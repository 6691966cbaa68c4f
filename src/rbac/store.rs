//! Role permission store
//!
//! Persisted mirror of the permission catalog, one record per role, kept for
//! admin-facing introspection and audit.

use crate::rbac::catalog::{permissions_for_role, role_description, Role};
use crate::rbac::types::{InitializeOutcome, RolePermissionRecord};
use crate::storage::{RecordId, StorageLayer};
use std::sync::Arc;
use tracing::info;

/// Queryable mirror of the role→permission catalog
#[derive(Debug, Clone)]
pub struct RolePermissionStore {
    storage: Arc<StorageLayer>,
}

impl RolePermissionStore {
    /// Create a store over the shared storage layer
    pub fn new(storage: Arc<StorageLayer>) -> Self {
        Self { storage }
    }

    /// Rebuild the mirror from the current catalog.
    ///
    /// Deletes every existing record and reinserts one per role under a
    /// single collection write lock, so concurrent readers observe either
    /// the previous or the fresh state, never a partial mix. Idempotent;
    /// safe to call repeatedly. Not crash-atomic, as there is no durability
    /// layer underneath.
    ///
    /// Matches the reference behavior in applying no permission gate; a
    /// production deployment should wrap this behind `manage_roles`.
    pub async fn reinitialize(&self) -> InitializeOutcome {
        let records: Vec<RolePermissionRecord> = Role::ALL
            .iter()
            .map(|&role| RolePermissionRecord {
                id: RecordId::new(),
                role,
                permissions: permissions_for_role(role).to_vec(),
                description: role_description(role).to_string(),
            })
            .collect();

        let count = records.len();
        self.storage.role_permissions.replace_all(records);

        info!(roles = count, "Role permissions initialized");
        InitializeOutcome {
            success: true,
            message: "Role permissions initialized".to_string(),
        }
    }

    /// All mirror records, order unspecified. Open read, no gate.
    pub async fn list(&self) -> Vec<RolePermissionRecord> {
        self.storage.role_permissions.all()
    }
}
*****
Exercise goal:
What is needed is the number of lines in the data that contain "mirror", given with nothing else.

Output below:
4